- Lechouri Location within Greece
- Coordinates: 37°57′N 21°56′E﻿ / ﻿37.950°N 21.933°E
- Country: Greece
- Administrative region: West Greece
- Regional unit: Achaea
- Municipality: Kalavryta
- Municipal unit: Aroania
- Elevation: 891 m (2,923 ft)

Population (2021)
- • Community: 170
- Time zone: UTC+2 (EET)
- • Summer (DST): UTC+3 (EEST)

= Lechouri =

Lechouri (Λεχούρι) is a mountain village and a community in the municipal unit of Aroania, Achaea, Greece. The community includes the villages Kerasia and Selli. The village is situated at about 900 m above sea level, near the mountain Kallifoni, which is part of the Erymanthos range. It is 4 km northeast of Livartzi, 6 km south of Ano Vlasia, 4 km northwest of Kamenianoi and 18 km southwest of Kalavryta.

==Population==

| Year | Population | Community population |
|---|---|---|
| 1981 | 258 | - |
| 1991 | 124 | - |
| 2001 | 235 | 354 |
| 2011 | 209 | 288 |
| 2021 | 132 | 170 |

==History==
Historian G. Poretsano has two theories about the origin of the name Lechouri. The first is the Homeric word "ουρέα" which means "mountain peaks" and the second is the Cretan word "λέσκες" which means "ridges".

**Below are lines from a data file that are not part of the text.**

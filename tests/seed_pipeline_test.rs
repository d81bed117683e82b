//! End-to-end seeding runs against the in-memory store

use noc_seeder::adapters::database::{Backends, SeedStore};
use noc_seeder::adapters::memory::{MemoryCheckpointStore, MemoryStore};
use noc_seeder::adapters::source::{SourceSet, StaticSourceProvider};
use noc_seeder::cli::commands::exit_code_for;
use noc_seeder::config::{parse_config, SeederConfig};
use noc_seeder::core::coordinator::RunCoordinator;
use noc_seeder::core::report::RunReport;
use noc_seeder::domain::{
    ClassificationCode, EntityKind, OutlookRow, ProgramRecord, SectionRecord, SeedError,
    StoreError, UnitGroupRecord,
};
use chrono::NaiveDate;
use std::sync::Arc;

const CONFIG: &str = r#"
database_target = "memory"

[sources]
programs_path = "unused.json"
unit_groups_path = "unused.json"
outlooks_path = "unused.csv"

[seed]
batch_size = 3
parallel_groups = 2
inter_batch_delay_ms = 0
fanout_concurrency = 2

[retry]
max_retries = 2
base_delay_ms = 1
"#;

fn config() -> SeederConfig {
    parse_config(CONFIG).unwrap()
}

fn program(id: &str, area: &str, codes: &[&str]) -> ProgramRecord {
    ProgramRecord {
        program_id: Some(id.to_string()),
        title: Some(format!("Program {id}")),
        program_area_id: Some(area.to_string()),
        program_area_title: Some(format!("Area {area}")),
        credential: Some("Ontario College Diploma".to_string()),
        known_noc_groups: codes.iter().map(|c| c.to_string()).collect(),
        ..Default::default()
    }
}

/// Ten programs spread over three areas
fn ten_programs() -> Vec<ProgramRecord> {
    (0..10)
        .map(|i| program(&format!("p{i:02}"), &format!("a{}", i % 3), &[]))
        .collect()
}

fn unit_group(code: &str, sections: &[&str]) -> UnitGroupRecord {
    UnitGroupRecord {
        noc_code: Some(code.to_string()),
        occupation: Some(format!("Occupation {code}")),
        sections: sections
            .iter()
            .map(|title| SectionRecord {
                title: Some(title.to_string()),
                items: vec![format!("{title} item")],
            })
            .collect(),
    }
}

fn outlook(code: &str, region: &str, rating: &str, date: Option<&str>) -> OutlookRow {
    OutlookRow {
        noc_code: Some(code.to_string()),
        region_code: Some(region.to_string()),
        region_name: Some(format!("Region {region}")),
        province: Some("ON".to_string()),
        outlook: Some(rating.to_string()),
        trends: None,
        release_date: date.map(str::to_string),
        language: None,
    }
}

fn backends(store: &Arc<MemoryStore>, ceiling: Option<usize>) -> Backends {
    Backends {
        store: Arc::clone(store) as Arc<dyn SeedStore + Send + Sync>,
        checkpoints: Some(Arc::new(MemoryCheckpointStore::new())),
        connection_ceiling: ceiling,
    }
}

async fn run(config: &SeederConfig, store: &Arc<MemoryStore>, sources: SourceSet) -> RunReport {
    try_run(config, store, sources).await.unwrap()
}

async fn try_run(
    config: &SeederConfig,
    store: &Arc<MemoryStore>,
    sources: SourceSet,
) -> Result<RunReport, SeedError> {
    let provider = Arc::new(StaticSourceProvider::new(sources));
    RunCoordinator::new(config, backends(store, None), provider, false)
        .run()
        .await
}

fn counts(report: &RunReport, entity: EntityKind) -> (usize, usize, usize) {
    let result = report.result_for(entity).unwrap();
    (result.created, result.skipped, result.errors)
}

#[tokio::test]
async fn test_empty_store_creates_every_record() {
    let store = Arc::new(MemoryStore::new());
    let sources = SourceSet {
        programs: ten_programs(),
        ..Default::default()
    };

    let report = run(&config(), &store, sources).await;

    assert!(report.success);
    assert_eq!(report.exit_code(), 0);
    assert_eq!(counts(&report, EntityKind::ProgramArea), (3, 0, 0));
    assert_eq!(counts(&report, EntityKind::Program), (10, 0, 0));
    assert_eq!(store.count(EntityKind::Program).await.unwrap(), 10);
}

#[tokio::test]
async fn test_partial_store_resumes_after_stored_prefix() {
    let store = Arc::new(MemoryStore::new());
    let all = ten_programs();

    run(
        &config(),
        &store,
        SourceSet {
            programs: all[..4].to_vec(),
            ..Default::default()
        },
    )
    .await;
    assert_eq!(store.count(EntityKind::ProgramArea).await.unwrap(), 3);
    assert_eq!(store.count(EntityKind::Program).await.unwrap(), 4);

    let report = run(
        &config(),
        &store,
        SourceSet {
            programs: all,
            ..Default::default()
        },
    )
    .await;

    let areas = report.result_for(EntityKind::ProgramArea).unwrap();
    assert_eq!(areas.skip, 3);
    assert_eq!(areas.created, 0);

    let programs = report.result_for(EntityKind::Program).unwrap();
    assert_eq!(programs.skip, 4);
    assert_eq!((programs.created, programs.skipped), (6, 0));

    // Only the tail was written on the second run
    assert_eq!(store.upsert_calls(EntityKind::Program), 10);
    assert_eq!(store.count(EntityKind::Program).await.unwrap(), 10);
}

#[tokio::test]
async fn test_program_with_unknown_area_is_skipped() {
    let store = Arc::new(MemoryStore::new());
    let mut programs = ten_programs();
    // Not a source area either, so the area seeder never creates it
    programs[5].program_area_id = None;
    programs[5].program_area_title = None;
    let mut config = config();
    config.seed.entities.program_areas = false;

    store
        .upsert_program_area(&noc_seeder::domain::ProgramArea {
            external_id: "a0".to_string(),
            title: "Area a0".to_string(),
        })
        .await
        .unwrap();

    let report = run(
        &config,
        &store,
        SourceSet {
            programs,
            ..Default::default()
        },
    )
    .await;

    // a0 exists; a1 and a2 were never seeded; p05 has no area at all
    let (created, skipped, errors) = counts(&report, EntityKind::Program);
    assert_eq!(created, 4);
    assert_eq!(skipped, 6);
    assert_eq!(errors, 0);
    assert!(report.success);
    assert!(report.result_for(EntityKind::ProgramArea).is_none());
}

#[tokio::test]
async fn test_outlook_codes_normalized_and_date_defaulted() {
    let store = Arc::new(MemoryStore::new());
    let sources = SourceSet {
        unit_groups: vec![unit_group("12345", &[])],
        outlooks: vec![
            outlook("NOC_12345", "3510", "Good", None),
            outlook("12345", "3520.0", "5", Some("2025-03-01")),
        ],
        ..Default::default()
    };

    let report = run(&config(), &store, sources).await;
    assert_eq!(counts(&report, EntityKind::Outlook), (2, 0, 0));

    let snapshot = store.snapshot().unwrap();
    assert_eq!(snapshot.regions.len(), 2);
    let first = snapshot
        .outlooks
        .iter()
        .find(|o| o.region_code.as_str() == "3510")
        .unwrap();
    assert_eq!(first.classification_code.as_str(), "12345");
    assert_eq!(
        first.release_date,
        NaiveDate::from_ymd_opt(2024, 1, 1).unwrap()
    );
    assert_eq!(first.outlook_rating, 4);
    assert_eq!(first.language, "en");
    assert_eq!(first.trends, "");
}

#[tokio::test]
async fn test_unique_violation_is_benign_and_batch_continues() {
    let store = Arc::new(MemoryStore::new());
    store.inject_failure(
        EntityKind::Program,
        "p04",
        StoreError::UniqueViolation("programs_pkey".to_string()),
        1,
    );

    let report = run(
        &config(),
        &store,
        SourceSet {
            programs: ten_programs(),
            ..Default::default()
        },
    )
    .await;

    assert_eq!(counts(&report, EntityKind::Program), (9, 1, 0));
    assert!(report.success);
    // p05 shares p04's group and still went through
    let snapshot = store.snapshot().unwrap();
    assert!(snapshot.programs.iter().any(|p| p.external_id == "p05"));
}

#[tokio::test]
async fn test_second_run_leaves_store_unchanged() {
    let store = Arc::new(MemoryStore::new());
    let sources = SourceSet {
        programs: vec![
            program("p1", "a1", &["21232", "NOC_1111"]),
            program("p2", "a2", &["21232"]),
        ],
        unit_groups: vec![
            unit_group("21232", &["Main duties", "Employment requirements"]),
            unit_group("01111", &["Main duties"]),
        ],
        outlooks: vec![
            outlook("21232", "3510", "Very good", Some("2024-12-01")),
            outlook("01111", "3510", "Limited", Some("2024-12-01")),
        ],
    };

    let first = run(&config(), &store, sources.clone()).await;
    assert!(first.success);
    let after_first = store.snapshot().unwrap();
    assert_eq!(after_first.links.len(), 3);
    assert_eq!(after_first.sections.len(), 3);

    let second = run(&config(), &store, sources).await;
    assert!(second.success);
    assert_eq!(second.total_created, 0);
    assert_eq!(store.snapshot().unwrap(), after_first);
}

#[tokio::test]
async fn test_stale_rows_clamp_skip_to_source_length() {
    let store = Arc::new(MemoryStore::new());
    run(
        &config(),
        &store,
        SourceSet {
            programs: ten_programs(),
            ..Default::default()
        },
    )
    .await;

    let report = run(
        &config(),
        &store,
        SourceSet {
            programs: ten_programs()[..4].to_vec(),
            ..Default::default()
        },
    )
    .await;

    let programs = report.result_for(EntityKind::Program).unwrap();
    assert_eq!(programs.skip, 4);
    assert_eq!(programs.processed(), 0);
    assert_eq!(store.upsert_calls(EntityKind::Program), 10);
}

#[tokio::test]
async fn test_every_section_written_when_unit_group_processed() {
    let store = Arc::new(MemoryStore::new());
    store.inject_failure(
        EntityKind::UnitGroupSection,
        "21232/Main duties",
        StoreError::InvalidInput("bad items".to_string()),
        1,
    );
    let sources = SourceSet {
        unit_groups: vec![unit_group(
            "21232",
            &["Main duties", "Employment requirements", "Example titles"],
        )],
        ..Default::default()
    };

    let report = run(&config(), &store, sources).await;

    assert_eq!(counts(&report, EntityKind::UnitGroup), (1, 0, 0));
    assert_eq!(store.upsert_calls(EntityKind::UnitGroupSection), 3);
    let sections = store
        .find_sections(&ClassificationCode::normalize("21232").unwrap())
        .await
        .unwrap();
    assert_eq!(sections.len(), 2);
}

#[tokio::test]
async fn test_created_plus_skipped_matches_presented_records() {
    let store = Arc::new(MemoryStore::new());
    let mut programs = ten_programs();
    programs.push(ProgramRecord::default());
    programs[3].title = None;

    let sources = SourceSet {
        programs,
        unit_groups: vec![unit_group("21232", &[]), unit_group("not-a-code", &[])],
        outlooks: vec![
            outlook("21232", "3510", "Good", None),
            outlook("21232", "3520", "Excellent", None),
            outlook("21232", "3530", "Fair", Some("yesterday")),
        ],
    };
    let presented = sources.clone();

    let report = run(&config(), &store, sources).await;

    for result in &report.results {
        let source_len = match result.entity {
            EntityKind::Program => presented.programs.len(),
            EntityKind::UnitGroup => presented.unit_groups.len(),
            EntityKind::Outlook => presented.outlooks.len(),
            _ => continue,
        };
        assert_eq!(
            result.created + result.skipped,
            source_len - result.skip,
            "{}",
            result.entity
        );
    }
    assert_eq!(counts(&report, EntityKind::Program), (9, 2, 0));
    assert_eq!(counts(&report, EntityKind::Outlook), (1, 2, 0));
}

#[tokio::test]
async fn test_parallelism_capped_by_connection_ceiling() {
    let store = Arc::new(MemoryStore::new());
    let mut config = config();
    config.seed.batch_size = 1;
    config.seed.parallel_groups = 8;
    config.seed.entities.program_areas = false;
    for i in 0..3 {
        store
            .upsert_program_area(&noc_seeder::domain::ProgramArea {
                external_id: format!("a{i}"),
                title: format!("Area a{i}"),
            })
            .await
            .unwrap();
    }

    let provider = Arc::new(StaticSourceProvider::new(SourceSet {
        programs: ten_programs(),
        ..Default::default()
    }));
    let report = RunCoordinator::new(&config, backends(&store, Some(2)), provider, false)
        .run()
        .await
        .unwrap();

    assert_eq!(counts(&report, EntityKind::Program), (10, 0, 0));
    assert!(store.peak_in_flight() <= 2);
}

#[tokio::test]
async fn test_failed_count_restarts_entity_from_zero() {
    let store = Arc::new(MemoryStore::new());
    let sources = SourceSet {
        programs: ten_programs(),
        ..Default::default()
    };
    run(&config(), &store, sources.clone()).await;

    store.fail_count(EntityKind::Program);
    let report = run(&config(), &store, sources).await;

    let programs = report.result_for(EntityKind::Program).unwrap();
    assert_eq!(programs.skip, 0);
    assert_eq!(programs.created, 10);
    // Areas still resumed from their own count
    assert_eq!(report.result_for(EntityKind::ProgramArea).unwrap().skip, 3);
    assert_eq!(store.snapshot().unwrap().programs.len(), 10);
}

#[tokio::test]
async fn test_record_errors_do_not_stop_later_entities() {
    let store = Arc::new(MemoryStore::new());
    store.fail_lookups(EntityKind::ProgramArea);
    let sources = SourceSet {
        programs: vec![program("p1", "a1", &["21232"])],
        unit_groups: vec![unit_group("21232", &[])],
        ..Default::default()
    };

    let report = run(&config(), &store, sources).await;

    assert_eq!(counts(&report, EntityKind::Program), (0, 1, 1));
    assert_eq!(counts(&report, EntityKind::UnitGroup), (1, 0, 0));
    // The link's program was never written
    assert_eq!(counts(&report, EntityKind::ProgramLink), (0, 1, 0));
    assert!(!report.success);
    assert_eq!(report.exit_code(), 1);
}

#[tokio::test]
async fn test_disabled_dependency_relies_on_stored_rows() {
    let store = Arc::new(MemoryStore::new());
    let mut config = config();
    config.seed.entities = noc_seeder::config::EntityToggles::only(&[EntityKind::ProgramLink]);
    let sources = SourceSet {
        programs: vec![program("p1", "a1", &["21232"])],
        unit_groups: vec![unit_group("21232", &[])],
        ..Default::default()
    };

    let report = run(&config, &store, sources).await;

    assert_eq!(report.results.len(), 1);
    assert_eq!(counts(&report, EntityKind::ProgramLink), (0, 1, 0));
}

#[tokio::test]
async fn test_unhealthy_store_aborts_before_seeding() {
    let store = Arc::new(MemoryStore::new());
    store.set_unhealthy(true);

    let err = try_run(
        &config(),
        &store,
        SourceSet {
            programs: ten_programs(),
            ..Default::default()
        },
    )
    .await
    .unwrap_err();

    assert!(matches!(err, SeedError::Database(_)));
    assert_eq!(exit_code_for(&err), 4);
    assert_eq!(store.upsert_calls(EntityKind::ProgramArea), 0);
}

Roman villas and cemeteries have been found in the region. Lechouri was the crossroads of mountain trails leading to Patras by Vlasia and Chalandritsa. Many fighters in the 1821 Greek War of Independence came from Lechouri. Imvraim Arnaoutoglou, the Turkish commander of Kalavryta, was imprisoned in the village tower after the liberation of the town. This tower, also known as Lechouritis Tower, has been converted into a museum. Another important monument of the past is the small 16th century monastery of St George. To Lechouri now kept alive with rich events Association of Athens and Patras.